__Aim of the task__:
Show, from the records below, all lines that contain the word "TypeMapper".

__Provided information__:
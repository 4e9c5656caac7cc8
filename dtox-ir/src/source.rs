//! Registry interface: the declarations the extractor reads.
//!
//! A [`ClassHandle`] describes one exportable class the way it was declared,
//! before any invariant is checked. The manifest crate implements it for
//! `dto.toml` entries and [`ClassDecl`] implements it for declarations built
//! in Rust code.

use crate::DefaultValue;

/// Source type used as the collection marker.
pub const COLLECTION_MARKER: &str = "array";

/// Source type used as the catch-all marker.
pub const ANY_MARKER: &str = "mixed";

/// Source types considered built-in (scalar) rather than class types.
pub const BUILT_IN_TYPES: &[&str] = &[
    "string", "int", "integer", "float", "double", "bool", "boolean", "array", "mixed", "null",
    "object", "iterable", "callable",
];

/// Class types mapped to a target date/time type, matched on their basename.
pub const TEMPORAL_TYPES: &[&str] = &["DateTime", "DateTimeImmutable", "DateTimeInterface"];

/// Check if a source type is built-in.
pub fn is_built_in(ty: &str) -> bool {
    BUILT_IN_TYPES.contains(&ty)
}

/// A declarative marker attached to a field.
#[derive(Debug, Clone, PartialEq, Eq)]
pub enum FieldAnnotation {
    /// Element type of a collection field.
    ListOf(String),
    /// Human readable description, rendered as a doc comment.
    Description(String),
}

/// A field as declared, before validation.
#[derive(Debug, Clone, PartialEq)]
pub struct FieldDecl {
    pub name: String,
    /// Declared types. Exactly one (optionally alongside `null`) is valid.
    pub types: Vec<String>,
    pub nullable: bool,
    pub default: Option<DefaultValue>,
    pub annotations: Vec<FieldAnnotation>,
}

impl FieldDecl {
    /// A field with a single declared type.
    pub fn new(name: impl Into<String>, ty: impl Into<String>) -> Self {
        Self {
            name: name.into(),
            types: vec![ty.into()],
            nullable: false,
            default: None,
            annotations: Vec::new(),
        }
    }

    /// A field declared with several types at once.
    pub fn union(name: impl Into<String>, types: impl IntoIterator<Item = impl Into<String>>) -> Self {
        Self {
            name: name.into(),
            types: types.into_iter().map(Into::into).collect(),
            nullable: false,
            default: None,
            annotations: Vec::new(),
        }
    }

    pub fn nullable(mut self) -> Self {
        self.nullable = true;
        self
    }

    pub fn default_value(mut self, value: DefaultValue) -> Self {
        self.default = Some(value);
        self
    }

    /// Attach a `ListOf` annotation.
    pub fn list_of(mut self, element: impl Into<String>) -> Self {
        self.annotations.push(FieldAnnotation::ListOf(element.into()));
        self
    }

    /// Attach a description annotation.
    pub fn description(mut self, text: impl Into<String>) -> Self {
        self.annotations
            .push(FieldAnnotation::Description(text.into()));
        self
    }

    /// Element types from every `ListOf` annotation, in declaration order.
    pub fn list_of_annotations(&self) -> Vec<&str> {
        self.annotations
            .iter()
            .filter_map(|a| match a {
                FieldAnnotation::ListOf(ty) => Some(ty.as_str()),
                _ => None,
            })
            .collect()
    }

    /// The first description annotation, if any.
    pub fn description_text(&self) -> Option<&str> {
        self.annotations.iter().find_map(|a| match a {
            FieldAnnotation::Description(text) => Some(text.as_str()),
            _ => None,
        })
    }
}

/// An exportable class supplied by the registry.
pub trait ClassHandle {
    /// Fully qualified class path (namespace + short name).
    fn class_path(&self) -> &str;

    /// Public fields in declaration order.
    fn fields(&self) -> &[FieldDecl];
}

/// A class declared directly in Rust.
///
/// ```
/// use dtox_ir::{ClassDecl, ClassHandle, FieldDecl};
///
/// let user = ClassDecl::new("App.DTO.User")
///     .field(FieldDecl::new("name", "string"))
///     .field(FieldDecl::new("friends", "array").list_of("App.DTO.User"));
///
/// assert_eq!(user.class_path(), "App.DTO.User");
/// assert_eq!(user.fields().len(), 2);
/// ```
#[derive(Debug, Clone, PartialEq)]
pub struct ClassDecl {
    pub path: String,
    pub fields: Vec<FieldDecl>,
}

impl ClassDecl {
    pub fn new(path: impl Into<String>) -> Self {
        Self {
            path: path.into(),
            fields: Vec::new(),
        }
    }

    pub fn field(mut self, field: FieldDecl) -> Self {
        self.fields.push(field);
        self
    }
}

impl ClassHandle for ClassDecl {
    fn class_path(&self) -> &str {
        &self.path
    }

    fn fields(&self) -> &[FieldDecl] {
        &self.fields
    }
}

#[cfg(test)]
mod tests {
    use super::*;

    #[test]
    fn test_is_built_in() {
        assert!(is_built_in("string"));
        assert!(is_built_in("array"));
        assert!(is_built_in("mixed"));
        assert!(!is_built_in("DateTime"));
        assert!(!is_built_in("App.DTO.User"));
    }

    #[test]
    fn test_field_decl_annotations() {
        let field = FieldDecl::new("tags", "array")
            .description("Tags")
            .list_of("string")
            .list_of("int");

        assert_eq!(field.list_of_annotations(), vec!["string", "int"]);
        assert_eq!(field.description_text(), Some("Tags"));
    }

    #[test]
    fn test_union_decl() {
        let field = FieldDecl::union("id", ["int", "string"]);
        assert_eq!(field.types, vec!["int".to_string(), "string".to_string()]);
        assert!(!field.nullable);
    }
}
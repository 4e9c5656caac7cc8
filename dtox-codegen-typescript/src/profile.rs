//! TypeScript type tables.

use dtox_codegen::mapping::TargetProfile;

fn list(element: &str) -> String {
    format!("{}[]", element)
}

fn nullable(ty: &str) -> String {
    format!("{} | null", ty)
}

/// TypeScript type profile.
pub const TS_PROFILE: TargetProfile = TargetProfile {
    primitives: &[
        ("string", "string"),
        ("int", "number"),
        ("integer", "number"),
        ("float", "number"),
        ("double", "number"),
        ("bool", "boolean"),
        ("boolean", "boolean"),
    ],
    temporal: "Date",
    any: "any",
    entity_reference: "string",
    list,
    nullable,
    nullable_elements: false,
};
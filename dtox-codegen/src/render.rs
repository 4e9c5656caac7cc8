//! Template rendering.
//!
//! Templates are Rust values implementing [`Template`], keyed by
//! [`Category`] in a [`TemplateSet`]. Each template gets a [`RenderContext`]
//! with the class metadata, the export options and the target's mappers.

use std::fmt;

use dtox_ir::{Category, DtoClass};
use indexmap::IndexMap;
use miette::Diagnostic;
use thiserror::Error;

use crate::mapping::{PathMapper, TypeMapper};

#[derive(Debug, Error, Diagnostic)]
pub enum RenderError {
    #[error("template '{0}' not found")]
    #[diagnostic(code(dtox::template_not_found))]
    TemplateNotFound(String),

    #[error("template '{template}' failed: {message}")]
    #[diagnostic(code(dtox::template_execution))]
    Execution { template: String, message: String },
}

/// Options forwarded to templates.
#[derive(Debug, Clone, Default, PartialEq, Eq)]
pub struct ExportOptions {
    /// Project name used in package imports.
    pub project_name: Option<String>,
    /// Treat classes sharing a basename as an error instead of a warning.
    pub strict_basenames: bool,
    /// Free-form options for templates.
    pub extra: IndexMap<String, String>,
}

impl ExportOptions {
    pub fn new() -> Self {
        Self::default()
    }

    pub fn with_project_name(mut self, name: impl Into<String>) -> Self {
        self.project_name = Some(name.into());
        self
    }

    pub fn strict_basenames(mut self, strict: bool) -> Self {
        self.strict_basenames = strict;
        self
    }

    pub fn with_option(mut self, key: impl Into<String>, value: impl Into<String>) -> Self {
        self.extra.insert(key.into(), value.into());
        self
    }

    pub fn get(&self, key: &str) -> Option<&str> {
        self.extra.get(key).map(String::as_str)
    }
}

/// Everything a template can see while rendering one class.
#[derive(Debug, Clone, Copy)]
pub struct RenderContext<'a> {
    pub class: &'a DtoClass,
    pub options: &'a ExportOptions,
    pub types: TypeMapper<'a>,
    pub paths: PathMapper<'a>,
    template: &'a str,
}

impl<'a> RenderContext<'a> {
    pub fn new(
        class: &'a DtoClass,
        options: &'a ExportOptions,
        types: TypeMapper<'a>,
        paths: PathMapper<'a>,
    ) -> Self {
        Self {
            class,
            options,
            types,
            paths,
            template: "",
        }
    }

    /// Id of the template being executed.
    pub fn template_id(&self) -> &str {
        self.template
    }

    /// Classes to import, in first-use order. A class never imports itself.
    pub fn imports(&self) -> impl Iterator<Item = &'a str> + '_ {
        self.class
            .imports
            .iter()
            .map(String::as_str)
            .filter(|path| *path != self.class.class_path)
    }

    /// The project name, required by targets that import through packages.
    pub fn project_name(&self) -> Result<&'a str, RenderError> {
        self.options
            .project_name
            .as_deref()
            .filter(|name| !name.trim().is_empty())
            .ok_or_else(|| self.execution_error("a project name is required"))
    }

    pub fn execution_error(&self, message: impl Into<String>) -> RenderError {
        RenderError::Execution {
            template: self.template.to_string(),
            message: message.into(),
        }
    }
}

/// A template producing the content of one generated file.
pub trait Template {
    fn render(&self, ctx: &RenderContext<'_>) -> Result<String, RenderError>;
}

impl<F> Template for F
where
    F: Fn(&RenderContext<'_>) -> Result<String, RenderError>,
{
    fn render(&self, ctx: &RenderContext<'_>) -> Result<String, RenderError> {
        self(ctx)
    }
}

/// The templates of one target, one per category.
///
/// Template ids look like `ts/standard.ts` or `dart/input.dart`.
pub struct TemplateSet {
    dir: &'static str,
    extension: &'static str,
    templates: IndexMap<Category, Box<dyn Template>>,
}

impl TemplateSet {
    pub fn new(dir: &'static str, extension: &'static str) -> Self {
        Self {
            dir,
            extension,
            templates: IndexMap::new(),
        }
    }

    /// Register the template for a category, replacing any previous one.
    pub fn with(mut self, category: Category, template: impl Template + 'static) -> Self {
        self.templates.insert(category, Box::new(template));
        self
    }

    pub fn template_id(&self, category: Category) -> String {
        format!("{}/{}.{}", self.dir, category, self.extension)
    }

    /// Render the template of `category`.
    pub fn render(&self, category: Category, ctx: &RenderContext<'_>) -> Result<String, RenderError> {
        let id = self.template_id(category);
        let template = self
            .templates
            .get(&category)
            .ok_or_else(|| RenderError::TemplateNotFound(id.clone()))?;

        let ctx = RenderContext {
            template: &id,
            ..*ctx
        };
        template.render(&ctx)
    }
}

impl fmt::Debug for TemplateSet {
    fn fmt(&self, f: &mut fmt::Formatter<'_>) -> fmt::Result {
        f.debug_list()
            .entries(self.templates.keys().map(|c| self.template_id(*c)))
            .finish()
    }
}
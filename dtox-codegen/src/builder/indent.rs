//! Indentation configuration for generated files.

/// Indentation style for generated code.
#[derive(Debug, Clone, Copy, PartialEq, Eq)]
pub enum Indent {
    /// Spaces with the specified width (e.g., 2 or 4).
    Spaces(u8),
    /// Tab character.
    Tab,
}

impl Indent {
    /// 2-space indentation (TypeScript).
    pub const TYPESCRIPT: Self = Self::Spaces(2);

    /// 2-space indentation (Dart, as formatted by `dart format`).
    pub const DART: Self = Self::Spaces(2);

    /// Convert to the string representation for one indent level.
    pub fn as_str(&self) -> &'static str {
        match self {
            Self::Spaces(2) => "  ",
            Self::Spaces(4) => "    ",
            Self::Spaces(8) => "        ",
            // Fallback to 4 whitespaces
            Self::Spaces(_) => "    ",
            Self::Tab => "\t",
        }
    }
}

impl Default for Indent {
    fn default() -> Self {
        Self::TYPESCRIPT
    }
}

#[cfg(test)]
mod tests {
    use super::*;

    #[test]
    fn test_indent_as_str() {
        assert_eq!(Indent::Spaces(2).as_str(), "  ");
        assert_eq!(Indent::Spaces(4).as_str(), "    ");
        assert_eq!(Indent::Spaces(3).as_str(), "    ");
        assert_eq!(Indent::Tab.as_str(), "\t");
    }

    #[test]
    fn test_default() {
        assert_eq!(Indent::default(), Indent::TYPESCRIPT);
        assert_eq!(Indent::DART, Indent::Spaces(2));
    }
}
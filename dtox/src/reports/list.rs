//! List command report data structures.

use dtox_ir::{DtoClass, FieldMetadata};

use super::output::{Output, Report};

/// Extracted metadata of every class.
#[derive(Debug)]
pub struct ListReport {
    pub classes: Vec<DtoClass>,
}

impl Report for ListReport {
    fn render(&self, out: &mut dyn Output) {
        if self.classes.is_empty() {
            out.preformatted("No DTOs defined");
            return;
        }

        for (index, class) in self.classes.iter().enumerate() {
            if index > 0 {
                out.newline();
            }
            let location = match class.subdirectory() {
                Some(dir) => format!("{}, {}", class.category, dir),
                None => class.category.to_string(),
            };
            out.section(&format!("{} ({})", class.class_path, location));
            for field in class.fields.values() {
                out.list_item(&describe(field));
            }
        }
    }
}

fn describe(field: &FieldMetadata) -> String {
    let mut ty = match &field.list_element_type {
        Some(element) => format!("{}<{}>", field.declared_type, element),
        None => field.declared_type.clone(),
    };
    if field.is_nullable {
        ty.insert(0, '?');
    }
    if field.has_default_value() {
        ty.push_str(" (default)");
    }
    format!("{}: {}", field.name, ty)
}

#[cfg(test)]
mod tests {
    use std::str::FromStr;

    use dtox_codegen::Extractor;
    use dtox_manifest::Manifest;

    use super::*;
    use crate::reports::output::BufferOutput;

    #[test]
    fn test_render_classes() {
        let manifest = Manifest::from_str(
            r#"
            [[dto]]
            path = "App.DTO.User"

            [[dto.fields]]
            name = "email"
            type = "?string"

            [[dto]]
            path = "App.DTO.Team.Input.CreateTeam"

            [[dto.fields]]
            name = "members"
            type = "array"
            list_of = "App.DTO.User"
            default = []
            "#,
        )
        .unwrap();
        let classes = Extractor::new(manifest.project.namespaces())
            .extract(&manifest.dtos)
            .unwrap();

        let mut out = BufferOutput::default();
        ListReport { classes }.render(&mut out);

        assert_eq!(
            out.lines,
            vec![
                "App.DTO.User (standard):",
                "- email: ?string",
                "",
                "App.DTO.Team.Input.CreateTeam (input, Team/Input):",
                "- members: array<App.DTO.User> (default)",
            ]
        );
    }

    #[test]
    fn test_render_empty() {
        let mut out = BufferOutput::default();
        ListReport { classes: vec![] }.render(&mut out);
        assert_eq!(out.lines, vec!["No DTOs defined"]);
    }
}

__Written response__:
use crate::mapping::{PathMapper, TypeMapper};
    pub types: TypeMapper<'a>,
        types: TypeMapper<'a>,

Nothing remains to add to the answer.